Some of these movies look really good. There’s Malcolm & Marie coming next month, and I’m sure Red Notice will be entertaining and Kate, starring Mary Elizabeth Winstead as an assassin with 24 hours to live looks interesting. I’m going to watch Zack Snyder’s Army of the Dead because Tig Notaro is in it and I will always show up for Tig, but Snyder’s objectivism mixes with zombie apocalypses in really ugly ways—his Dawn of the Dead remake is one of the most cynical modern films I’ve ever seen—so I don’t expect it to be very fun. I DO, however, expect the Fear Street movies to be a blast. I loved those books so much as a kid that I once got kicked out of church for hiding a Fear Street book in the Bible so I could read during the sermon.

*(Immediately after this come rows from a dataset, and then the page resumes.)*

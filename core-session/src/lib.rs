//! # Session Module
//!
//! Credential-to-token session management for the gateway API.
//!
//! ## Overview
//!
//! Every download runs on behalf of one registered credential. This module
//! registers credentials, performs the token bootstrap exchange, and exposes
//! a single typed entry point for gateway methods with bounded
//! re-authentication on token invalidation.

pub mod error;
pub mod manager;
pub mod types;

pub use error::{Result, SessionError};
pub use manager::{Session, SessionManager};
pub use types::{GwEnvelope, UserData, UserProfile, TOKEN_INVALID_KEY};
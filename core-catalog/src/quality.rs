//! Quality tiers and availability-driven fallback.

use std::fmt;

use crate::types::TrackDescriptor;

/// An encoding tier the CDN can serve.
#[derive(Debug, Clone, Copy, PartialEq, Eq, Hash)]
pub enum Quality {
    Mp3_128,
    Mp3_320,
    Flac,
    /// User-uploaded file; served at whatever encoding it was uploaded in.
    UserUploaded,
}

impl Quality {
    /// Numeric tier id as the media-path cipher expects it.
    pub fn id(self) -> u32 {
        match self {
            Quality::Mp3_128 => 1,
            Quality::Mp3_320 => 3,
            Quality::Flac => 9,
            Quality::UserUploaded => 0,
        }
    }

    /// Display name used in degraded-quality notes.
    pub fn name(self) -> &'static str {
        match self {
            Quality::Mp3_128 => "MP3 - 128 kbps",
            Quality::Mp3_320 => "MP3 - 320 kbps",
            Quality::Flac => "FLAC - 1411 kbps",
            Quality::UserUploaded => "User uploaded song",
        }
    }

    /// File extension of the container this tier is served in.
    pub fn extension(self) -> &'static str {
        match self {
            Quality::Flac => "flac",
            _ => "mp3",
        }
    }
}

impl fmt::Display for Quality {
    fn fmt(&self, f: &mut fmt::Formatter<'_>) -> fmt::Result {
        f.write_str(self.name())
    }
}

/// Pick the tier to download, falling back along fixed chains when the
/// preferred tier has no catalogued bytes.
///
/// A zero `FILESIZE_MP3_MISC` marks a user-uploaded track, which is only
/// ever served as uploaded and short-circuits the chains. Returns `None`
/// when no tier has a non-zero size.
pub fn select_quality(preferred: Quality, track: &TrackDescriptor) -> Option<Quality> {
    if track.filesize_mp3_misc == Some(0) {
        return Some(Quality::UserUploaded);
    }

    let chain: [Quality; 3] = match preferred {
        Quality::Flac => [Quality::Flac, Quality::Mp3_320, Quality::Mp3_128],
        Quality::Mp3_320 => [Quality::Mp3_320, Quality::Flac, Quality::Mp3_128],
        Quality::Mp3_128 => [Quality::Mp3_128, Quality::Mp3_320, Quality::Flac],
        Quality::UserUploaded => return None,
    };

    chain.into_iter().find(|quality| {
        let size = match quality {
            Quality::Mp3_128 => track.filesize_mp3_128,
            Quality::Mp3_320 => track.filesize_mp3_320,
            Quality::Flac => track.filesize_flac,
            Quality::UserUploaded => 0,
        };
        size != 0
    })
}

There will be three Fear Street films, with one set in 1994, one in 1978, and one in 1666. Can’t wait!

 

Of course, everyone is very curious about Adam McKay’s new satire, Don’t Look Up, starring Leonardo DiCaprio and Jennifer Lawrence—her first role in two years—and there are the final films in the Kissing Booth and To All the Boys franchises to satisfy fans. I’m intrigued by Monster, Beauty, and Moxie, and curious about Bruised, Halle Berry’s directorial debut about a female MMA fighter, but the one movie that really jumps out of that montage and makes me sit up is The Harder They Fall, a Western starring Regina King, Idris Elba, LaKeith Stanfield, Jonathan Majors, Delroy Lindo, and Zazie Beetz. Just three seconds of Elba, Stanfield, and King slow walking down a dusty street has me sitting up and paying attention. It looks really cool! Also, I refuse to find out what Escape to Spiderhead is about because I choose to believe it’s about Chris Hemsworth and a bunch of hunks on a boat and nothing else. While other studios will continue to flounder with ever-shifting release dates and hit-or-miss streaming plans, Netflix is set to dominate 2021 with an endless supply of new movies about gunslingers and boat hunks. All hail Netflix, our new cinema overlord. For better or worse.